Soal Cincin Sembilan Naga, Kakek Tua sudah lama mempelajarinya. Selain untuk menyerap energi, kemampuannya menahan serangan jiwa itulah fungsi lain yang ditemukan.

Cicitannya menggema, bebatuan berguguran, lava seperti didorong kekuatan besar dan meletup.

“Anak kecil, cepat mundur! Kalau sial, Burung Sembilan Kegelapan bisa saja meledakkan gunung berapi ini!”

Mendengar itu, Lu Chen langsung melesat ke puncak kawah tanpa ragu.

Baru saja tiba di puncak, semburan lava menyembur ke atas. Untungnya, gunung berapi tidak benar-benar meletus, hanya menyebabkan lava di bawah bergolak, namun kekuatan seperti itu saja sudah membuat Lu Chen tertegun.

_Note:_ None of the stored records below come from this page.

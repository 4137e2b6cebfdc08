use std::io::Read;
use std::path::{Path, PathBuf};

use anyhow::{Context, Result};
use clap::{Args, Parser, Subcommand};
use serde_json::Value;
use tracing::debug;

use jsonlib::format::Format;
use jsonlib::keywords::write_atomic;
use jsonlib::output::{self, Style};
use jsonlib::{navigate, JsonLibrary, JsonPath, Settings};

#[derive(Parser)]
#[command(
    name = "jsonlib",
    version,
    about = "Query and edit JSON documents with JSONPath"
)]
struct Cli {
    #[command(subcommand)]
    command: Command,

    /// Output format [json, yaml]
    #[arg(short, long = "output-format", global = true, default_value = "json")]
    output_format: String,

    /// Compact output (no pretty printing)
    #[arg(short, long, global = true)]
    compact: bool,

    /// Spaces per indentation level for pretty JSON
    #[arg(long, global = true, default_value_t = 2)]
    indent: usize,

    /// Raw string output (no quotes for string values)
    #[arg(short, long, global = true)]
    raw: bool,

    /// More logging on stderr (-v info, -vv debug, -vvv trace)
    #[arg(short, long, global = true, action = clap::ArgAction::Count)]
    verbose: u8,
}

#[derive(Subcommand)]
enum Command {
    /// Print every value the path selects
    Get {
        #[command(flatten)]
        target: Target,

        /// Fail when nothing matches
        #[arg(long)]
        fail_on_empty: bool,

        /// Print the normalized location before each value
        #[arg(short, long)]
        locations: bool,
    },

    /// Replace every match with a value
    Set {
        /// JSONPath expression
        path: String,

        /// New value as JSON; text that is not valid JSON is used as a string
        #[arg(allow_hyphen_values = true)]
        value: String,

        /// Input file (reads from stdin if omitted)
        file: Option<PathBuf>,

        #[command(flatten)]
        write: WriteOpts,
    },

    /// Append to matched arrays, merge into matched objects
    Add {
        /// JSONPath expression
        path: String,

        /// Value to add as JSON; text that is not valid JSON is used as a string
        #[arg(allow_hyphen_values = true)]
        value: String,

        /// Input file (reads from stdin if omitted)
        file: Option<PathBuf>,

        #[command(flatten)]
        write: WriteOpts,
    },

    /// Remove every match
    Delete {
        #[command(flatten)]
        target: Target,

        /// Edit file in place
        #[arg(short, long = "in-place")]
        in_place: bool,
    },

    /// Exit non-zero unless the path matches (or, with --absent, unless it does not)
    Check {
        #[command(flatten)]
        target: Target,

        /// Require that nothing matches
        #[arg(long)]
        absent: bool,
    },

    /// Validate a document against a JSON Schema file
    Validate {
        /// JSON Schema file
        schema: PathBuf,

        /// Input file (reads from stdin if omitted)
        file: Option<PathBuf>,
    },
}

#[derive(Args)]
struct Target {
    /// JSONPath expression, e.g. '$.store.book[?(@.price < 10)].title'
    path: String,

    /// Input file (reads from stdin if omitted)
    file: Option<PathBuf>,
}

#[derive(Args)]
struct WriteOpts {
    /// Edit file in place
    #[arg(short, long = "in-place")]
    in_place: bool,

    /// Leave missing key/index paths alone instead of creating them
    #[arg(long)]
    no_create: bool,
}

fn main() -> Result<()> {
    let cli = Cli::parse();
    init_logging(cli.verbose);

    let style = Style {
        format: Format::from_str_name(&cli.output_format)?,
        indent: if cli.compact { None } else { Some(cli.indent) },
        raw: cli.raw,
    };

    match &cli.command {
        Command::Get {
            target,
            fail_on_empty,
            locations,
        } => {
            let doc = read_document(target.file.as_deref())?;
            let path = JsonPath::compile(&target.path)?;
            let matches = navigate::find(&path, &doc);
            if matches.is_empty() && *fail_on_empty {
                anyhow::bail!("path not found: {path}");
            }
            let mut buf = String::new();
            for (i, m) in matches.iter().enumerate() {
                if style.format == Format::Yaml && i > 0 {
                    buf.push_str("---\n");
                }
                if *locations {
                    buf.push_str(&m.location.to_string());
                    buf.push('\t');
                }
                push_line(&mut buf, output::format_value(m.value, &style)?);
            }
            print!("{buf}");
        }
        Command::Set {
            path,
            value,
            file,
            write,
        } => {
            let lib = library(write.no_create);
            let doc = read_document(file.as_deref())?;
            let updated = lib.update_value_to_json(&doc, path, parse_value(value))?;
            emit_document(&updated, &style, file.as_deref(), write.in_place)?;
        }
        Command::Add {
            path,
            value,
            file,
            write,
        } => {
            let lib = library(write.no_create);
            let doc = read_document(file.as_deref())?;
            let updated = lib.add_object_to_json(&doc, path, parse_value(value))?;
            emit_document(&updated, &style, file.as_deref(), write.in_place)?;
        }
        Command::Delete { target, in_place } => {
            let lib = library(false);
            let doc = read_document(target.file.as_deref())?;
            let updated = lib.delete_object_from_json(&doc, &target.path)?;
            emit_document(&updated, &style, target.file.as_deref(), *in_place)?;
        }
        Command::Check { target, absent } => {
            let lib = JsonLibrary::new();
            let doc = read_document(target.file.as_deref())?;
            if *absent {
                lib.should_not_have_value_in_json(&doc, &target.path)?;
            } else {
                lib.should_have_value_in_json(&doc, &target.path)?;
            }
        }
        Command::Validate { schema, file } => {
            let lib = JsonLibrary::new();
            let doc = read_document(file.as_deref())?;
            lib.validate_json_by_schema_file(&doc, schema)
                .with_context(|| format!("validating against {}", schema.display()))?;
        }
    }

    Ok(())
}

fn init_logging(verbose: u8) {
    use tracing_subscriber::{fmt, prelude::*, EnvFilter};

    let level = match verbose {
        0 => "warn",
        1 => "info",
        2 => "debug",
        _ => "trace",
    };
    let filter = EnvFilter::try_from_default_env().unwrap_or_else(|_| EnvFilter::new(level));

    tracing_subscriber::registry()
        .with(filter)
        .with(fmt::layer().with_writer(std::io::stderr))
        .init();
}

fn library(no_create: bool) -> JsonLibrary {
    JsonLibrary::with_settings(Settings {
        create_missing: !no_create,
        ..Settings::default()
    })
}

fn read_document(file: Option<&Path>) -> Result<Value> {
    let input = match file {
        Some(path) => std::fs::read_to_string(path)
            .with_context(|| format!("reading {}", path.display()))?,
        None => {
            let mut buf = String::new();
            std::io::stdin()
                .read_to_string(&mut buf)
                .context("reading stdin")?;
            buf
        }
    };
    let source = file.map_or_else(|| "stdin".to_string(), |p| p.display().to_string());
    JsonLibrary::new()
        .convert_string_to_json(&input)
        .with_context(|| format!("parsing {source}"))
}

/// JSON text when it parses, otherwise the text itself as a string.
fn parse_value(text: &str) -> Value {
    serde_json::from_str(text).unwrap_or_else(|_| {
        debug!(value = text, "value is not JSON, using it as a string");
        Value::String(text.to_string())
    })
}

fn emit_document(doc: &Value, style: &Style, file: Option<&Path>, in_place: bool) -> Result<()> {
    let mut formatted = String::new();
    push_line(&mut formatted, output::format_value(doc, style)?);

    if !in_place {
        print!("{formatted}");
        return Ok(());
    }
    let Some(path) = file else {
        anyhow::bail!("--in-place requires a file argument");
    };
    write_atomic(path, formatted.as_bytes())
        .with_context(|| format!("replacing {} with updated content", path.display()))?;
    Ok(())
}

fn push_line(buf: &mut String, formatted: String) {
    buf.push_str(&formatted);
    if !formatted.ends_with('\n') {
        buf.push('\n');
    }
}
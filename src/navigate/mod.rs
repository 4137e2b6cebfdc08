//! Resolve compiled paths against a document without modifying it.

pub mod filter;

use std::fmt;

use serde_json::Value;
use tracing::debug;

use crate::path::{JsonPath, Segment};

/// One concrete step from a container to a child.
#[derive(Debug, Clone, PartialEq, Eq, Hash, PartialOrd, Ord)]
pub enum Step {
    Key(String),
    Index(usize),
}

/// The concrete path from the document root to a matched node.
#[derive(Debug, Clone, Default, PartialEq, Eq, Hash, PartialOrd, Ord)]
pub struct Location(Vec<Step>);

impl Location {
    pub fn root() -> Self {
        Location(Vec::new())
    }

    pub fn steps(&self) -> &[Step] {
        &self.0
    }

    pub fn is_root(&self) -> bool {
        self.0.is_empty()
    }

    /// This location extended by one step.
    pub fn child(&self, step: Step) -> Self {
        let mut steps = self.0.clone();
        steps.push(step);
        Location(steps)
    }

    /// The parent location and the last step, or `None` at the root.
    pub fn split_last(&self) -> Option<(Location, &Step)> {
        let (last, parent) = self.0.split_last()?;
        Some((Location(parent.to_vec()), last))
    }

    pub fn resolve<'a>(&self, doc: &'a Value) -> Option<&'a Value> {
        self.0.iter().try_fold(doc, |node, step| match (step, node) {
            (Step::Key(k), Value::Object(map)) => map.get(k),
            (Step::Index(i), Value::Array(arr)) => arr.get(*i),
            _ => None,
        })
    }

    pub fn resolve_mut<'a>(&self, doc: &'a mut Value) -> Option<&'a mut Value> {
        self.0.iter().try_fold(doc, |node, step| match (step, node) {
            (Step::Key(k), Value::Object(map)) => map.get_mut(k),
            (Step::Index(i), Value::Array(arr)) => arr.get_mut(*i),
            _ => None,
        })
    }
}

impl From<Vec<Step>> for Location {
    fn from(steps: Vec<Step>) -> Self {
        Location(steps)
    }
}

/// Normalized path form: `$['store']['book'][0]`.
impl fmt::Display for Location {
    fn fmt(&self, f: &mut fmt::Formatter<'_>) -> fmt::Result {
        f.write_str("$")?;
        for step in &self.0 {
            match step {
                Step::Key(k) => {
                    let escaped = k.replace('\\', "\\\\").replace('\'', "\\'");
                    write!(f, "['{escaped}']")?;
                }
                Step::Index(i) => write!(f, "[{i}]")?,
            }
        }
        Ok(())
    }
}

/// A node selected by a path, with where it was found.
#[derive(Debug, Clone, PartialEq)]
pub struct Match<'a> {
    pub location: Location,
    pub value: &'a Value,
}

/// Every node `path` selects in `doc`, in document order.
pub fn find<'a>(path: &JsonPath, doc: &'a Value) -> Vec<Match<'a>> {
    let matches = select(path.segments(), doc, doc);
    debug!(path = %path, matches = matches.len(), "resolved path");
    matches
}

/// The values `path` selects in `doc`.
pub fn find_values<'a>(path: &JsonPath, doc: &'a Value) -> Vec<&'a Value> {
    find(path, doc).into_iter().map(|m| m.value).collect()
}

/// Apply `segments` starting at `start`; `root` is what `$` means inside
/// filters. Locations are relative to `start`.
pub(crate) fn select<'a>(
    segments: &[Segment],
    start: &'a Value,
    root: &'a Value,
) -> Vec<Match<'a>> {
    let mut current = vec![Match {
        location: Location::root(),
        value: start,
    }];
    for segment in segments {
        let mut next = Vec::new();
        for node in &current {
            apply(segment, node, root, &mut next);
        }
        if next.is_empty() {
            return next;
        }
        current = next;
    }
    current
}

fn apply<'a>(segment: &Segment, node: &Match<'a>, root: &'a Value, out: &mut Vec<Match<'a>>) {
    match segment {
        Segment::Key(key) => {
            if let Value::Object(map) = node.value {
                if let Some(v) = map.get(key) {
                    out.push(child(node, Step::Key(key.clone()), v));
                }
            }
        }
        Segment::Index(idx) => {
            if let Value::Array(arr) = node.value {
                if let Some(i) = normalize_index(*idx, arr.len()) {
                    out.push(child(node, Step::Index(i), &arr[i]));
                }
            }
        }
        Segment::Wildcard => children(node, out),
        Segment::Slice { start, end, step } => {
            if let Value::Array(arr) = node.value {
                for i in slice_indices(arr.len(), *start, *end, step.unwrap_or(1)) {
                    out.push(child(node, Step::Index(i), &arr[i]));
                }
            }
        }
        Segment::Filter(predicate) => {
            let mut candidates = Vec::new();
            children(node, &mut candidates);
            out.extend(
                candidates
                    .into_iter()
                    .filter(|m| filter::test(predicate, m.value, root)),
            );
        }
        Segment::Union(members) => {
            for member in members {
                apply(member, node, root, out);
            }
        }
        Segment::Descendant(inner) => descend(inner, node, root, out),
    }
}

/// Pre-order: the node itself first, then each child's subtree.
fn descend<'a>(inner: &Segment, node: &Match<'a>, root: &'a Value, out: &mut Vec<Match<'a>>) {
    apply(inner, node, root, out);
    let mut kids = Vec::new();
    children(node, &mut kids);
    for kid in &kids {
        descend(inner, kid, root, out);
    }
}

fn children<'a>(node: &Match<'a>, out: &mut Vec<Match<'a>>) {
    match node.value {
        Value::Array(arr) => {
            for (i, v) in arr.iter().enumerate() {
                out.push(child(node, Step::Index(i), v));
            }
        }
        Value::Object(map) => {
            for (k, v) in map {
                out.push(child(node, Step::Key(k.clone()), v));
            }
        }
        _ => {}
    }
}

fn child<'a>(node: &Match<'a>, step: Step, value: &'a Value) -> Match<'a> {
    Match {
        location: node.location.child(step),
        value,
    }
}

/// Negative indices count from the end.
pub(crate) fn normalize_index(idx: i64, len: usize) -> Option<usize> {
    let len = len as i64;
    let i = if idx < 0 { len + idx } else { idx };
    (0..len).contains(&i).then_some(i as usize)
}

fn slice_indices(len: usize, start: Option<i64>, end: Option<i64>, step: i64) -> Vec<usize> {
    let len = len as i64;
    let norm = |i: i64| if i < 0 { len + i } else { i };
    let mut indices = Vec::new();
    if step > 0 {
        let lower = start.map_or(0, norm).clamp(0, len);
        let upper = end.map_or(len, norm).clamp(0, len);
        let mut i = lower;
        while i < upper {
            indices.push(i as usize);
            let Some(next) = i.checked_add(step) else {
                break;
            };
            i = next;
        }
    } else if step < 0 {
        let upper = start.map_or(len - 1, norm).clamp(-1, len - 1);
        let lower = end.map_or(-1, norm).clamp(-1, len - 1);
        let mut i = upper;
        while i > lower {
            indices.push(i as usize);
            let Some(next) = i.checked_add(step) else {
                break;
            };
            i = next;
        }
    }
    indices
}
use serde::Serialize;
use serde_json::ser::PrettyFormatter;
use serde_json::Value;

use crate::error::JsonLibError;
use crate::format::Format;

/// How a value is rendered to text.
#[derive(Debug, Clone, Copy, PartialEq, Eq)]
pub struct Style {
    pub format: Format,
    /// Spaces per nesting level for JSON; `None` renders on one line.
    pub indent: Option<usize>,
    /// Print strings without quotes.
    pub raw: bool,
}

impl Default for Style {
    fn default() -> Self {
        Style {
            format: Format::Json,
            indent: Some(2),
            raw: false,
        }
    }
}

/// Format a Value as a string in the given style.
pub fn format_value(value: &Value, style: &Style) -> Result<String, JsonLibError> {
    // Raw mode: if the value is a string, output it without quotes
    if style.raw {
        if let Value::String(s) = value {
            return Ok(s.clone());
        }
    }

    match style.format {
        Format::Json => format_json(value, style.indent),
        Format::Yaml => format_yaml(value),
    }
}

fn format_json(value: &Value, indent: Option<usize>) -> Result<String, JsonLibError> {
    let Some(width) = indent else {
        return serde_json::to_string(value).map_err(|e| JsonLibError::Output(e.to_string()));
    };
    let pad = " ".repeat(width);
    let mut buf = Vec::new();
    let formatter = PrettyFormatter::with_indent(pad.as_bytes());
    let mut ser = serde_json::Serializer::with_formatter(&mut buf, formatter);
    value
        .serialize(&mut ser)
        .map_err(|e| JsonLibError::Output(e.to_string()))?;
    String::from_utf8(buf).map_err(|e| JsonLibError::Output(e.to_string()))
}

fn format_yaml(value: &Value) -> Result<String, JsonLibError> {
    serde_yaml::to_string(value).map_err(|e| JsonLibError::Output(e.to_string()))
}

#[cfg(test)]
mod tests {
    use super::*;
    use serde_json::json;

    fn style(format: Format, indent: Option<usize>, raw: bool) -> Style {
        Style { format, indent, raw }
    }

    #[test]
    fn json_pretty() {
        let val = json!({"a": 1, "b": 2});
        let out = format_value(&val, &Style::default()).unwrap();
        assert_eq!(out, "{\n  \"a\": 1,\n  \"b\": 2\n}");
    }

    #[test]
    fn json_custom_indent() {
        let val = json!({"a": [1]});
        let out = format_value(&val, &style(Format::Json, Some(4), false)).unwrap();
        assert_eq!(out, "{\n    \"a\": [\n        1\n    ]\n}");
    }

    #[test]
    fn json_compact() {
        let val = json!({"a": 1, "b": [true, null]});
        let out = format_value(&val, &style(Format::Json, None, false)).unwrap();
        assert_eq!(out, r#"{"a":1,"b":[true,null]}"#);
    }

    #[test]
    fn json_keeps_insertion_order() {
        let val: Value = serde_json::from_str(r#"{"z": 1, "a": 2}"#).unwrap();
        let out = format_value(&val, &style(Format::Json, None, false)).unwrap();
        assert_eq!(out, r#"{"z":1,"a":2}"#);
    }

    #[test]
    fn yaml_output() {
        let val = json!({"name": "test", "count": 3});
        let out = format_value(&val, &style(Format::Yaml, None, false)).unwrap();
        assert!(out.contains("name: test"));
        assert!(out.contains("count: 3"));
    }

    #[test]
    fn raw_string() {
        let val = json!("hello world");
        let out = format_value(&val, &style(Format::Json, Some(2), true)).unwrap();
        assert_eq!(out, "hello world");
    }

    #[test]
    fn raw_non_string_ignored() {
        let val = json!(42);
        let out = format_value(&val, &style(Format::Json, Some(2), true)).unwrap();
        assert_eq!(out, "42");
    }
}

Lava kembali tenang, Lu Chen menelan ludah melihat telur hitam yang terdorong semburan lava, tampak berbeda dari sebelumnya.

Pola-pola di permukaan yang licin kini semakin jelas, bahkan dari jauh pun tampak nyata.

Ngung...

Gelombang menggetarkan jiwa menyebar dari telur hitam itu, badai energi yang kasat mata menyapu ke segala arah.

Di mana pun badai itu lewat, tanah bergetar. Kegaduhan sebesar itu membuat keluarga Lu dan keluarga Sima yang sedang bertarung di bawah pun terhenti, menatap puncak gunung api dengan ngeri. Kejadian baru saja terlalu mengerikan.